March 29, 2024
BANGOR DAILY NEWS (BANGOR, MAINE

Attorney general asks for tolerance > Ketterer urges acceptance of diversity

BANGOR — Maine’s attorney general urged a small gathering on Sunday to do “every single solitary thing” to promote diversity and stem discrimination and violence against people who don’t fit into traditional molds.

Attorney General Andrew Ketterer spoke to a group of about 30 people at a Bangor home via cellular phone, calling from his car somewhere in Maine while returning from the Patriots-Dolphins football game in Foxboro, Mass.

Ketterer’s long-distance presentation was part of a fund-raiser for the Maine Speakout Project, held at the home of Dr. Robert and Juliet Kellogg. The evening netted about $2,000 for the organization that began five years ago to promote an understanding of gays and lesbians.

Maine Speakout has chapters in 13 of Maine’s 16 counties and has trained more than 300 people to make presentations to schools and secular and religious organizations in what Executive Director Jonathan Lee described as a personal and nonconfrontational manner.

The harsh reality, Ketterer and others said, was that gay and lesbian teen-agers were turning to suicide in alarming numbers because they aren’t being accepted by their peers.

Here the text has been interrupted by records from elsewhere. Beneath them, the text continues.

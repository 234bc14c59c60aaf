use rand::Rng;

use crate::foundation::core::{CropOffset, CropRect, PixelSize, ResizeMode};

/// Resolved plan for bringing a background to the template's dimensions.
#[derive(Clone, Copy, Debug, PartialEq, Eq)]
pub enum FitPlan {
    /// Stretch the whole source to the target, ignoring aspect ratio.
    Stretch,
    /// Resize the source to `scaled` (aspect ratio preserved, factor >= 1),
    /// then sample `window`, a target-sized rectangle inside it.
    Window {
        /// Dimensions the source is resized to before sampling.
        scaled: PixelSize,
        /// Target-sized sample rectangle, fully inside `scaled`.
        window: CropRect,
    },
}

/// Compute the source rectangle of the background to sample.
///
/// `crop` centers a target-sized window on the minimally upscaled source and
/// translates it by `offset`, clamping so the window never leaves the image;
/// offsets may therefore accumulate without bound upstream. `random` draws
/// the translation uniformly per axis on every call from `rng`, covering the
/// same range a clamped offset could reach. `scale` uses the whole source.
pub fn fit_background(
    bg: PixelSize,
    target: PixelSize,
    mode: ResizeMode,
    offset: CropOffset,
    rng: &mut impl Rng,
) -> FitPlan {
    match mode {
        ResizeMode::Scale => FitPlan::Stretch,
        ResizeMode::Crop => windowed(bg, target, offset),
        ResizeMode::Random => {
            let scaled = upscaled(bg, target);
            let offset = CropOffset {
                x: random_component(scaled.width, target.width, rng),
                y: random_component(scaled.height, target.height, rng),
            };
            windowed(bg, target, offset)
        }
    }
}

fn windowed(bg: PixelSize, target: PixelSize, offset: CropOffset) -> FitPlan {
    let scaled = upscaled(bg, target);
    let window = CropRect {
        x: clamped_origin(scaled.width, target.width, offset.x),
        y: clamped_origin(scaled.height, target.height, offset.y),
        width: target.width,
        height: target.height,
    };
    FitPlan::Window { scaled, window }
}

/// Minimal aspect-preserving upscale making both dimensions >= the target.
/// Sources already covering the target are left at their own size.
fn upscaled(bg: PixelSize, target: PixelSize) -> PixelSize {
    let fx = f64::from(target.width) / f64::from(bg.width);
    let fy = f64::from(target.height) / f64::from(bg.height);
    let factor = fx.max(fy).max(1.0);
    PixelSize {
        width: ((f64::from(bg.width) * factor).ceil() as u32).max(target.width),
        height: ((f64::from(bg.height) * factor).ceil() as u32).max(target.height),
    }
}

fn clamped_origin(scaled: u32, target: u32, offset: i32) -> u32 {
    let slack = i64::from(scaled) - i64::from(target);
    let centered = slack / 2 + i64::from(offset);
    centered.clamp(0, slack) as u32
}

fn random_component(scaled: u32, target: u32, rng: &mut impl Rng) -> i32 {
    let half_slack = (i64::from(scaled) - i64::from(target)) / 2;
    if half_slack == 0 {
        return 0;
    }
    rng.gen_range(-half_slack..=half_slack) as i32
}

#[cfg(test)]
#[path = "../../tests/unit/layout/fit.rs"]
mod tests;
use std::{
    path::{Path, PathBuf},
    sync::Arc,
};

use anyhow::Context;
use parking_lot::RwLock;

use crate::foundation::{
    core::{ChatId, ResizeMode},
    error::CartelloResult,
};

/// Numeric setting addressable from the settings pad.
///
/// The wire names are part of the button-action contract and must stay
/// stable (`alter_setting_<field>,<op>`).
#[derive(Clone, Copy, Debug, PartialEq, Eq)]
pub enum SettingField {
    /// Gaussian blur radius applied to user-uploaded backgrounds.
    Blur,
    /// Font size used for the title block.
    FontSizeTitle,
    /// Font size used for the caption block.
    FontSizeCaption,
}

impl SettingField {
    /// Stable wire name of the field.
    pub fn as_str(self) -> &'static str {
        match self {
            Self::Blur => "blur",
            Self::FontSizeTitle => "font_size_title",
            Self::FontSizeCaption => "font_size_caption",
        }
    }

    /// Parse a wire name back into a field.
    pub fn parse(s: &str) -> Option<Self> {
        match s {
            "blur" => Some(Self::Blur),
            "font_size_title" => Some(Self::FontSizeTitle),
            "font_size_caption" => Some(Self::FontSizeCaption),
            _ => None,
        }
    }
}

/// Runtime-tunable values shared by every session.
#[derive(Clone, Debug, PartialEq, serde::Serialize, serde::Deserialize)]
#[serde(default)]
pub struct ImageSettings {
    /// Blur radius for user-uploaded backgrounds; 0 disables the filter.
    pub blur: u32,
    /// Title font size in pixels.
    pub font_size_title: u32,
    /// Caption font size in pixels.
    pub font_size_caption: u32,
    /// Fit strategy a transport may preselect on the resize-mode keyboard.
    pub resize_default: ResizeMode,
    /// Pixels the crop window moves per tuning press.
    pub crop_step: u32,
    /// Chats allowed to start a creation flow; empty allows every chat.
    pub allowed_chats: Vec<ChatId>,
}

impl Default for ImageSettings {
    fn default() -> Self {
        Self {
            blur: 4,
            font_size_title: 33,
            font_size_caption: 33,
            resize_default: ResizeMode::Crop,
            crop_step: 50,
            allowed_chats: Vec::new(),
        }
    }
}

impl ImageSettings {
    /// Current value of a pad-addressable field.
    pub fn get(&self, field: SettingField) -> u32 {
        match field {
            SettingField::Blur => self.blur,
            SettingField::FontSizeTitle => self.font_size_title,
            SettingField::FontSizeCaption => self.font_size_caption,
        }
    }

    fn get_mut(&mut self, field: SettingField) -> &mut u32 {
        match field {
            SettingField::Blur => &mut self.blur,
            SettingField::FontSizeTitle => &mut self.font_size_title,
            SettingField::FontSizeCaption => &mut self.font_size_caption,
        }
    }

    /// Whether a chat may start the creation flow. An empty allow list
    /// permits every chat, as the original deployment convention.
    pub fn is_chat_allowed(&self, chat: ChatId) -> bool {
        self.allowed_chats.is_empty() || self.allowed_chats.contains(&chat)
    }
}

/// Process-wide settings behind an atomic read/update accessor.
///
/// Cloning is cheap and every clone observes the same values, so the
/// settings pad can mutate concurrently with active sessions.
#[derive(Clone)]
pub struct SharedSettings {
    inner: Arc<RwLock<ImageSettings>>,
    store: Option<Arc<PathBuf>>,
}

impl SharedSettings {
    /// Wrap in-memory settings with no backing store.
    pub fn new(settings: ImageSettings) -> Self {
        Self {
            inner: Arc::new(RwLock::new(settings)),
            store: None,
        }
    }

    /// Load settings from a JSON store, falling back to defaults when the
    /// file does not exist yet. The path is kept for later [`save`] calls.
    ///
    /// [`save`]: SharedSettings::save
    pub fn load(path: impl Into<PathBuf>) -> CartelloResult<Self> {
        let path = path.into();
        let settings = if path.exists() {
            let bytes = std::fs::read(&path)
                .with_context(|| format!("reading settings store {}", path.display()))?;
            serde_json::from_slice(&bytes)
                .with_context(|| format!("parsing settings store {}", path.display()))?
        } else {
            ImageSettings::default()
        };
        Ok(Self {
            inner: Arc::new(RwLock::new(settings)),
            store: Some(Arc::new(path)),
        })
    }

    /// Copy of the current values.
    pub fn snapshot(&self) -> ImageSettings {
        self.inner.read().clone()
    }

    /// Current value of a pad-addressable field.
    pub fn get(&self, field: SettingField) -> u32 {
        self.inner.read().get(field)
    }

    /// Increase a field by one and return the new value. Unbounded above.
    pub fn increment(&self, field: SettingField) -> u32 {
        let mut guard = self.inner.write();
        let slot = guard.get_mut(field);
        *slot = slot.saturating_add(1);
        *slot
    }

    /// Decrease a field by one and return the new value, or `None` when the
    /// value is already zero (the press is a no-op, never an underflow).
    pub fn decrement(&self, field: SettingField) -> Option<u32> {
        let mut guard = self.inner.write();
        let slot = guard.get_mut(field);
        if *slot == 0 {
            return None;
        }
        *slot -= 1;
        Some(*slot)
    }

    /// Apply an arbitrary update atomically.
    pub fn update(&self, f: impl FnOnce(&mut ImageSettings)) {
        f(&mut self.inner.write());
    }

    /// Persist the current values to the backing store, if one was
    /// configured. Without a store this is a no-op.
    pub fn save(&self) -> CartelloResult<()> {
        let Some(path) = self.store.as_deref() else {
            return Ok(());
        };
        let json = serde_json::to_vec_pretty(&*self.inner.read())
            .context("serializing settings store")?;
        write_atomically(path, &json)?;
        Ok(())
    }
}

fn write_atomically(path: &Path, bytes: &[u8]) -> CartelloResult<()> {
    let tmp = path.with_extension("json.tmp");
    std::fs::write(&tmp, bytes)
        .with_context(|| format!("writing settings store {}", tmp.display()))?;
    std::fs::rename(&tmp, path)
        .with_context(|| format!("replacing settings store {}", path.display()))?;
    Ok(())
}

#[cfg(test)]
#[path = "../../tests/unit/config/settings.rs"]
mod tests;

“It makes me shudder to think that someone is prepared to end their own life rather than face the reality that they face here in Maine, and perhaps in other states, because of sexual orientation,” Ketterer said. “We need to continue to do every single solitary thing that we can do to encourage an understanding and an acceptance of diversity in so many ways, including sexual orientation.”

Maine Speakout, other gay- and lesbian-oriented groups and the Attorney General’s Office have developed a resource guide for local schools.

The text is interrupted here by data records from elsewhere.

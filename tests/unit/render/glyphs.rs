use super::*;

const FONT: &str = concat!(
    env!("CARGO_MANIFEST_DIR"),
    "/assets/fonts/DejaVuSansCondensed.ttf"
);

fn font() -> Font<'static> {
    Font::try_from_vec(std::fs::read(FONT).unwrap()).unwrap()
}

#[test]
fn measurement_is_monotonic_in_text_length() {
    let font = font();
    let scale = Scale::uniform(33.0);
    assert_eq!(line_width(&font, scale, ""), 0);
    let a = line_width(&font, scale, "CIAO");
    let b = line_width(&font, scale, "CIAO MONDO");
    assert!(a > 0);
    assert!(b > a);
}

#[test]
fn line_height_grows_with_scale() {
    let font = font();
    let small = line_height(&font, Scale::uniform(16.0));
    let large = line_height(&font, Scale::uniform(48.0));
    assert!(small > 0);
    assert!(large > small);
}

#[test]
fn drawing_marks_pixels_on_the_canvas() {
    let font = font();
    let mut img = RgbaImage::from_pixel(200, 100, Rgba([0, 0, 0, 255]));
    draw_line_centered(&mut img, &font, Scale::uniform(33.0), 30, "HI", Rgba([255, 255, 255, 255]));
    let lit = img.pixels().filter(|p| p.0[0] > 0).count();
    assert!(lit > 0, "no glyph coverage reached the canvas");
}

#[test]
fn offscreen_anchors_clip_instead_of_panicking() {
    let font = font();
    let mut img = RgbaImage::from_pixel(60, 40, Rgba([0, 0, 0, 255]));
    draw_line_centered(&mut img, &font, Scale::uniform(33.0), -500, "CLIPPED", Rgba([255; 4]));
    draw_line_centered(&mut img, &font, Scale::uniform(33.0), 500, "CLIPPED", Rgba([255; 4]));
    // a line much wider than the canvas clips horizontally as well
    draw_line_centered(
        &mut img,
        &font,
        Scale::uniform(33.0),
        10,
        "UNA RIGA DAVVERO MOLTO PIU LARGA DELLA TELA",
        Rgba([255; 4]),
    );
}
use super::*;

use crate::session::model::Stage;

#[test]
fn open_rejects_a_second_session_for_the_same_user() {
    let store = SessionStore::new();
    store.open(UserId(1), ChatId(10)).unwrap();
    assert!(matches!(
        store.open(UserId(1), ChatId(10)),
        Err(CartelloError::SessionConflict)
    ));
    // the first session is untouched by the rejected attempt
    let handle = store.get(UserId(1)).unwrap();
    assert_eq!(handle.lock().stage, Stage::TemplateSelection);
}

#[test]
fn distinct_users_are_independent() {
    let store = SessionStore::new();
    store.open(UserId(1), ChatId(10)).unwrap();
    store.open(UserId(2), ChatId(10)).unwrap();
    assert!(store.is_active(UserId(1)));
    assert!(store.is_active(UserId(2)));
}

#[test]
fn remove_is_idempotent_and_reopens() {
    let store = SessionStore::new();
    store.open(UserId(1), ChatId(10)).unwrap();
    store.remove(UserId(1));
    store.remove(UserId(1));
    assert!(store.get(UserId(1)).is_none());
    store.open(UserId(1), ChatId(10)).unwrap();
}

#[test]
fn detached_handles_stay_usable_after_remove() {
    let store = SessionStore::new();
    let handle = store.open(UserId(1), ChatId(10)).unwrap();
    store.remove(UserId(1));
    // an in-flight event finishes its work on the detached session
    handle.lock().stage = Stage::TemplateSelection;
    assert!(!store.is_active(UserId(1)));
}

Maine Speakout’s presentations stress a personal approach, and Sunday was no different.

Ron Hersom is the state venue coordinator for Maine Speakout, but he also had a story to tell — his own.

Hersom said he had plans to become a teacher, but that changed while he was still in college. As a student teacher in Yarmouth in 1972, rumors flew around the school that he was gay. The accusations were never spoken directly, but he heard them. He himself was “so far in the closet” that he wondered why people could suspect he was gay and wondered “where are the signs” that told people he was.

The comments “tore me up inside,” he told the group. Hersom earned his teaching degree but has never taught.

“Everything you say, everything you do has an effect on someone,” said Hersom, urging people to be cognizant of their actions.

Although he was not one of the scheduled speakers, Robert Kellogg reflected on a patient who died needlessly at a young age. After Kellogg was treating “Robbie” for years for obesity and diabetes, the doctor learned he was treating the results and not reaching the cause.

Robbie died at 29 weighing 300 to 400 pounds, Kellogg said, because he was gay and feared that if he lost weight, he would be perceived as being attractive to women and would be forced to confront his mother and society about his sexual orientation.